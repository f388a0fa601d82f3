//! Observability infrastructure for the telemetry agent
//!
//! Provides:
//! - Prometheus metrics (collection latency and errors, backlog depth, delivery outcomes)
//! - Structured JSON logging with tracing

use crate::error::AgentError;
use crate::sync::LinkState;
use prometheus::{
    register_histogram, register_int_counter, register_int_counter_vec, register_int_gauge,
    Histogram, IntCounter, IntCounterVec, IntGauge,
};
use std::sync::OnceLock;
use tracing::{debug, info, warn};

/// Default histogram buckets for latency measurements (in seconds)
const LATENCY_BUCKETS: &[f64] = &[
    0.001, 0.005, 0.01, 0.025, 0.05, 0.1, 0.25, 0.5, 1.0, 2.5, 5.0, 10.0,
];

/// Global metrics instance (registered once)
static GLOBAL_METRICS: OnceLock<AgentMetricsInner> = OnceLock::new();

struct AgentMetricsInner {
    collection_latency_seconds: Histogram,
    collection_errors: IntCounterVec,
    sandboxes_observed: IntGauge,
    containers_observed: IntGauge,
    backlog_items: IntGauge,
    backlog_capacity: IntGauge,
    snapshots_sent: IntCounter,
    send_failures: IntCounter,
    reconnect_attempts: IntCounter,
    snapshots_dropped: IntCounterVec,
    relay_connected: IntGauge,
}

impl AgentMetricsInner {
    fn new() -> Self {
        Self {
            collection_latency_seconds: register_histogram!(
                "telemetry_agent_collection_latency_seconds",
                "Time spent collecting one snapshot from all sources",
                LATENCY_BUCKETS.to_vec()
            )
            .expect("Failed to register collection_latency_seconds"),

            collection_errors: register_int_counter_vec!(
                "telemetry_agent_collection_errors_total",
                "Non-fatal collection errors by kind",
                &["kind"]
            )
            .expect("Failed to register collection_errors"),

            sandboxes_observed: register_int_gauge!(
                "telemetry_agent_sandboxes_observed",
                "Sandboxes in the most recent snapshot"
            )
            .expect("Failed to register sandboxes_observed"),

            containers_observed: register_int_gauge!(
                "telemetry_agent_containers_observed",
                "Containers in the most recent snapshot"
            )
            .expect("Failed to register containers_observed"),

            backlog_items: register_int_gauge!(
                "telemetry_agent_backlog_items",
                "Snapshots waiting in the backlog"
            )
            .expect("Failed to register backlog_items"),

            backlog_capacity: register_int_gauge!(
                "telemetry_agent_backlog_capacity",
                "Maximum number of snapshots the backlog holds"
            )
            .expect("Failed to register backlog_capacity"),

            snapshots_sent: register_int_counter!(
                "telemetry_agent_snapshots_sent_total",
                "Snapshots written to the relay stream"
            )
            .expect("Failed to register snapshots_sent"),

            send_failures: register_int_counter!(
                "telemetry_agent_send_failures_total",
                "Failed sends on an established relay stream"
            )
            .expect("Failed to register send_failures"),

            reconnect_attempts: register_int_counter!(
                "telemetry_agent_reconnect_attempts_total",
                "Attempts to open a relay stream"
            )
            .expect("Failed to register reconnect_attempts"),

            snapshots_dropped: register_int_counter_vec!(
                "telemetry_agent_snapshots_dropped_total",
                "Snapshots discarded without delivery by reason",
                &["reason"]
            )
            .expect("Failed to register snapshots_dropped"),

            relay_connected: register_int_gauge!(
                "telemetry_agent_relay_connected",
                "1 while a relay stream is open"
            )
            .expect("Failed to register relay_connected"),
        }
    }
}

/// Agent metrics for Prometheus exposition
///
/// This is a lightweight handle to the global metrics instance.
/// Multiple clones share the same underlying metrics.
#[derive(Clone)]
pub struct AgentMetrics {
    _private: (),
}

impl Default for AgentMetrics {
    fn default() -> Self {
        Self::new()
    }
}

impl AgentMetrics {
    /// Create a new metrics handle (initializes global metrics if needed)
    pub fn new() -> Self {
        GLOBAL_METRICS.get_or_init(AgentMetricsInner::new);
        Self { _private: () }
    }

    fn inner(&self) -> &AgentMetricsInner {
        GLOBAL_METRICS.get_or_init(AgentMetricsInner::new)
    }

    pub fn observe_collection_latency(&self, duration_secs: f64) {
        self.inner().collection_latency_seconds.observe(duration_secs);
    }

    pub fn inc_collection_errors(&self, kind: &str) {
        self.inner()
            .collection_errors
            .with_label_values(&[kind])
            .inc();
    }

    pub fn set_observed(&self, sandboxes: i64, containers: i64) {
        self.inner().sandboxes_observed.set(sandboxes);
        self.inner().containers_observed.set(containers);
    }

    pub fn set_backlog(&self, items: i64, capacity: i64) {
        self.inner().backlog_items.set(items);
        self.inner().backlog_capacity.set(capacity);
    }

    pub fn inc_snapshots_sent(&self) {
        self.inner().snapshots_sent.inc();
    }

    pub fn inc_send_failures(&self) {
        self.inner().send_failures.inc();
    }

    pub fn inc_reconnect_attempts(&self) {
        self.inner().reconnect_attempts.inc();
    }

    /// Count a snapshot lost to backlog overwrite or requeue overflow
    pub fn inc_snapshots_dropped(&self, reason: &str) {
        self.inner()
            .snapshots_dropped
            .with_label_values(&[reason])
            .inc();
    }

    pub fn set_relay_connected(&self, connected: bool) {
        self.inner().relay_connected.set(i64::from(connected));
    }
}

/// Structured logger for agent events
///
/// Provides consistent JSON-formatted logging for lifecycle,
/// collection and delivery events.
#[derive(Clone)]
pub struct StructuredLogger {
    node_name: String,
}

impl StructuredLogger {
    pub fn new(node_name: impl Into<String>) -> Self {
        Self {
            node_name: node_name.into(),
        }
    }

    /// Log agent startup
    pub fn log_startup(&self, version: &str, relay: &str, runtime_socket: &str) {
        info!(
            event = "agent_started",
            node = %self.node_name,
            agent_version = %version,
            relay = %relay,
            runtime_socket = %runtime_socket,
            "Telemetry agent started"
        );
    }

    /// Log agent shutdown
    pub fn log_shutdown(&self, reason: &str) {
        info!(
            event = "agent_shutdown",
            node = %self.node_name,
            reason = %reason,
            "Telemetry agent shutting down"
        );
    }

    /// Log the outcome of one collection tick
    pub fn log_collection(
        &self,
        sandboxes: usize,
        containers: usize,
        errors: usize,
        elapsed_ms: u128,
        backlog_len: usize,
    ) {
        debug!(
            event = "snapshot_collected",
            node = %self.node_name,
            sandboxes = sandboxes,
            containers = containers,
            errors = errors,
            elapsed_ms = elapsed_ms as u64,
            backlog_len = backlog_len,
            "Collection cycle complete"
        );
    }

    /// Log one non-fatal collection error
    pub fn log_collection_error(&self, error: &AgentError) {
        match error {
            AgentError::Source { kind, message } => {
                warn!(
                    event = "source_failed",
                    node = %self.node_name,
                    source_kind = %kind,
                    error = %message,
                    "Metric source failed"
                );
            }
            _ => {
                debug!(
                    event = "collection_error",
                    node = %self.node_name,
                    kind = error.kind(),
                    error = %error,
                    "Collection error"
                );
            }
        }
    }

    /// Log a snapshot discarded without being delivered
    pub fn log_snapshot_dropped(&self, timestamp: i64, reason: &str) {
        warn!(
            event = "snapshot_dropped",
            node = %self.node_name,
            snapshot_timestamp = timestamp,
            reason = %reason,
            "Snapshot dropped from backlog"
        );
    }

    /// Log a change of the relay link state
    pub fn log_link_transition(&self, from: LinkState, to: LinkState) {
        match to {
            LinkState::Connected => info!(
                event = "link_transition",
                node = %self.node_name,
                from = %from,
                to = %to,
                "Relay stream connected"
            ),
            _ => debug!(
                event = "link_transition",
                node = %self.node_name,
                from = %from,
                to = %to,
                "Relay link changed state"
            ),
        }
    }

    /// Log delivery status with the relay
    pub fn log_delivery_status(&self, connected: bool, buffered_items: usize) {
        if connected {
            debug!(
                event = "relay_sync",
                node = %self.node_name,
                connected = true,
                buffered_items = buffered_items,
                "Delivered backlog to relay"
            );
        } else {
            warn!(
                event = "relay_sync",
                node = %self.node_name,
                connected = false,
                buffered_items = buffered_items,
                "Relay unavailable, buffering locally"
            );
        }
    }
}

------------

Scan the listing above. Collect all lines with the word "LinkState".

# TASK SOLUTION
use crate::sync::LinkState;
    pub fn log_link_transition(&self, from: LinkState, to: LinkState) {
            LinkState::Connected => info!(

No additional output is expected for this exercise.